Sunday, August 21, 2011

Testing Data warehouse


Data warehousing plays a pivotal role in identifying the significant trends and aspects of real world business based on the historical and real time data available in the warehouse. Testing has proven to be a necessity to sustain the data accuracy and credibility of data warehouse system.
Hardly any standard methodologies have been defined to perform testing in a data warehouse environment. Testing takes a different course when it comes to test data ware house. Where as in traditional approach emphasis is on testing functionality or business logic of a system, testing data warehouse revolves on testing the real time data and information provided by these data which is much more tedious.

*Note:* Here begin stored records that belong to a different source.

impl MemoryConsumer {
    /// Group member id, once subscribed.
    pub fn member_id(&self) -> Option<&str> {
        self.member_id.as_deref()
    }

    fn tps(&self, partitions: &[i32]) -> Vec<TopicPartition> {
        let topic = self.topic.clone().unwrap_or_default();
        partitions
            .iter()
            .map(|&p| TopicPartition::new(topic.clone(), p))
            .collect()
    }

    /// One non-blocking step. `Ok(None)` means nothing is ready yet.
    fn poll_once(&mut self) -> std::result::Result<Option<Delivery>, ConsumeError> {
        if self.closed {
            return Err(ConsumeError::Closed);
        }
        let (Some(member_id), Some(topic)) = (self.member_id.clone(), self.topic.clone()) else {
            return Err(ConsumeError::NotSubscribed);
        };

        let mut state = self
            .broker
            .state
            .lock()
            .map_err(|_| ConsumeError::Fatal("broker state poisoned".to_string()))?;

        if state.consume_faults > 0 {
            state.consume_faults -= 1;
            return Err(ConsumeError::Transient(
                "Broker: Unknown topic or partition".to_string(),
            ));
        }
        if !state.topics.contains_key(&topic) {
            return Err(ConsumeError::Transient(format!(
                "Subscribed topic not available: {topic}: Broker: Unknown topic or partition"
            )));
        }

        let notice = state
            .groups
            .get_mut(&self.group)
            .and_then(|g| g.members.get_mut(&member_id))
            .ok_or_else(|| ConsumeError::Fatal(format!("member {member_id} left the group")))?
            .pending
            .pop_front();

        if let Some(notice) = notice {
            let delivery = match notice {
                Notice::Assigned(partitions) => {
                    let committed = state
                        .groups
                        .get(&self.group)
                        .map(|g| g.committed.clone())
                        .unwrap_or_default();
                    for &p in &partitions {
                        // No committed offset: start from the earliest record.
                        self.positions.insert(p, committed.get(&p).copied().unwrap_or(0));
                        self.eof_reported.remove(&p);
                    }
                    Delivery::Assigned(self.tps(&partitions))
                }
                Notice::Revoked(partitions) => {
                    let mut flush: HashMap<i32, i64> = partitions
                        .iter()
                        .filter_map(|p| self.stored.remove(p).map(|o| (*p, o)))
                        .collect();
                    state.commit(&self.group, &member_id, &mut flush);
                    if let Some(member) = state
                        .groups
                        .get_mut(&self.group)
                        .and_then(|g| g.members.get_mut(&member_id))
                    {
                        for p in &partitions {
                            member.owned.remove(p);
                            member.revoking.remove(p);
                        }
                    }
                    for p in &partitions {
                        self.positions.remove(p);
                        self.eof_reported.remove(p);
                    }
                    state.rebalance(&self.group);
                    Delivery::Revoked(self.tps(&partitions))
                }
                Notice::Lost(partitions) => {
                    for p in &partitions {
                        self.positions.remove(p);
                        self.stored.remove(p);
                        self.eof_reported.remove(p);
                    }
                    if let Some(member) = state
                        .groups
                        .get_mut(&self.group)
                        .and_then(|g| g.members.get_mut(&member_id))
                    {
                        member.fenced = false;
                    }
                    state.rebalance(&self.group);
                    Delivery::Lost(self.tps(&partitions))
                }
            };
            return Ok(Some(delivery));
        }

        let owned: Vec<i32> = state
            .groups
            .get(&self.group)
            .and_then(|g| g.members.get(&member_id))
            .filter(|m| !m.fenced)
            .map(|m| m.owned.iter().copied().collect())
            .unwrap_or_default();
        let Some(log) = state.topics.get(&topic) else {
            return Ok(None);
        };

        for step in 0..owned.len() {
            let partition = owned[(self.cursor + step) % owned.len()];
            let Some(&position) = self.positions.get(&partition) else {
                continue;
            };
            let Some(records) = log.get(partition as usize) else {
                continue;
            };
            match records.get(position as usize) {
                Some(stored) => {
                    self.positions.insert(partition, position + 1);
                    self.eof_reported.remove(&partition);
                    self.cursor = (self.cursor + step + 1) % owned.len();
                    return Ok(Some(Delivery::Message(Record {
                        topic: topic.clone(),
                        partition,
                        offset: position,
                        key: stored.key.clone(),
                        value: stored.value.clone(),
                        timestamp: stored.timestamp,
                    })));
                }
                None if self.eof_reported.insert(partition) => {
                    return Ok(Some(Delivery::PartitionEof {
                        tp: TopicPartition::new(topic.clone(), partition),
                        offset: position,
                    }));
                }
                None => {}
            }
        }
        Ok(None)
    }
}

#[async_trait]
impl Consumer for MemoryConsumer {
    async fn subscribe(&mut self, topic: &str) -> Result<()> {
        if self.member_id.is_some() {
            return Err(Error::Other(format!(
                "consumer already subscribed to {}",
                self.topic.as_deref().unwrap_or_default()
            )));
        }
        let mut state = self.broker.lock()?;
        state.next_member += 1;
        let member_id = format!("{}-{}", self.group, state.next_member);

        let group = state.groups.entry(self.group.clone()).or_default();
        match group.topic.as_deref() {
            Some(existing) if existing != topic => {
                return Err(Error::Other(format!(
                    "group {} already consumes {existing}",
                    self.group
                )));
            }
            Some(_) => {}
            None => group.topic = Some(topic.to_string()),
        }
        group.members.insert(
            member_id.clone(),
            Member {
                owned: BTreeSet::new(),
                revoking: BTreeSet::new(),
                fenced: false,
                pending: VecDeque::new(),
                wake: Arc::clone(&self.wake),
            },
        );
        state.rebalance(&self.group);

        info!(group = %self.group, member = %member_id, topic, "joined consumer group");
        self.member_id = Some(member_id);
        self.topic = Some(topic.to_string());
        Ok(())
    }

    async fn recv(&mut self) -> std::result::Result<Delivery, ConsumeError> {
        loop {
            if let Some(delivery) = self.poll_once()? {
                return Ok(delivery);
            }
            // Notify keeps a permit when nobody is waiting, so a wake-up that
            // lands between the poll and this await is not lost.
            self.wake.notified().await;
        }
    }

    fn store_offset(&mut self, record: &Record) -> Result<()> {
        if self.topic.as_deref() != Some(record.topic.as_str()) {
            return Err(Error::Commit(format!(
                "record from {} does not belong to this subscription",
                record.topic_partition()
            )));
        }
        let next = record.offset + 1;
        let slot = self.stored.entry(record.partition).or_insert(next);
        *slot = (*slot).max(next);
        Ok(())
    }

    async fn commit(&mut self) -> Result<()> {
        let Some(member_id) = self.member_id.clone() else {
            return Err(Error::Commit("consumer is not subscribed".to_string()));
        };
        if self.stored.is_empty() {
            return Ok(());
        }
        let mut state = self.broker.lock()?;
        state.commit(&self.group, &member_id, &mut self.stored);
        Ok(())
    }

    async fn close(&mut self) -> Result<()> {
        if self.closed {
            return Ok(());
        }
        self.closed = true;
        let Some(member_id) = self.member_id.clone() else {
            return Ok(());
        };
        let mut state = self.broker.lock()?;
        state.commit(&self.group, &member_id, &mut self.stored);
        if let Some(group) = state.groups.get_mut(&self.group) {
            group.members.remove(&member_id);
        }
        state.rebalance(&self.group);
        self.positions.clear();
        info!(group = %self.group, member = %member_id, "left consumer group");
        Ok(())
    }
}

Data warehouse in a Nut- Shell:
Data warehouse is the repository of an organization, where its electronic data from heterogeneous source is stored in single place. This stored data then supports and implements querying and analysis; for the purpose of decision making. The data in the data warehouse is not simply the collection of data from heterogeneous sources but it is the data which conforms the business rules. For this data is Extracted (from heterogeneous systems), Transformed (To business rule) and Loaded (In data warehouse).
According to W.H Inmon, the data in the data warehouse should satisfy following properties:
  •  Subject oriented.
  •  Integrated. 
  • Time variant. 
  • Non-Volatile.

Components of data ware house
As above picture depict data warehouse is build with the different components and processes that ultimately stores all the data in the data warehouse.
Source Systems
This is the first component of a data warehouse, all the data which is there is data are collected from the source systems. They can be categorized in OLTP systems, Flat files, Legacy systems, and External data.
Extract Transform Load (ETL) 
On the testing standpoint data warehouse testing starts from this point. Nevertheless, for the any data warehouse project ETL tool is the back bone of data warehouse, it is responsible for the loading the source data into the target table. To name Informatica power center, Data Stage, AbInito are few ETL tools, there are few open source ETL tools available to name few Pentaho Kettle, Talend etc.
Operational Data Store (ODS)
An operational data store is the repository that contains the aggregated data from the source systems its main purpose is to cater the operational data for the reporting that requires real time or near real time data.
Staging Area 
Is a temporary area where data from the source system is copied and kept for some time so that the transformation in data can be carried out without putting extra load to the source systems.Again to use or not to use staging area depends of the architect if data warehouse.
Data Marts
A data mart (DM) is the access layer of the data warehouse (DW) environment that is used to get data out to the users. The DM is a subset of the DW, usually oriented to a specific business line or team.
Analysis and Reporting Tools
These tools helps end user to access the data from the data warehouse for analysis purpose.
To name few OBIEE from Oracle, Cognos from IBM, Business Object (B.O) from SAP etc are few commercial tools available in market today.

Testing data ware house:
Normal process that applies for testing generic system testing is valid for the data warehouse testing as well. They are as below, as these steps are same we will concentrate on the approach to test data warehouse. 
  • Requirement Analysis 
  • Testing planning 
  • Test requirement creation 
  • Test case creation 
  • Test execution 
  • Verification & Validation 
  • Review and walkthroughs
Approach to Test Data warehouse


·         Data Warehouse Testing All the objects that are the part of data warehouse and those that reside in different data bases, & schema like table, triggers, indexes, views etc.
Ø  Validate all the DB objects
Ø  Validate trigger logic from audit schema
Ø  Validate table level constraints
·         Extraction Transformation and Load (ETL) Layer Testing – The script behind all the procedure in the ETL layers that is responsible for loading the data from the source to ODS (or staging) DB’s and from ODS (or staging) to data warehouse DIM and FACT tables is tested
Ø  Validation of extraction logic
Ø  Validation of transformational logic
Ø  Checksum comparison
Ø  Data completeness
Ø  Data integrity
Ø  Data validation
Ø  Initial/Incremental load
Ø  Testing end to end data flow from Source – Target – Report
·         Reports Testing – Listed below are the tasks that are carried out as a part of reports testing:
Ø  UI validation like Report interface, downloading, pagination, summation, grand totals
Ø   Drill down reports, sorting, filters
Ø  Verifying report’s data
Ø  Comparison within different types of reports

QA’s test entry point on the typical data warehouse architecture.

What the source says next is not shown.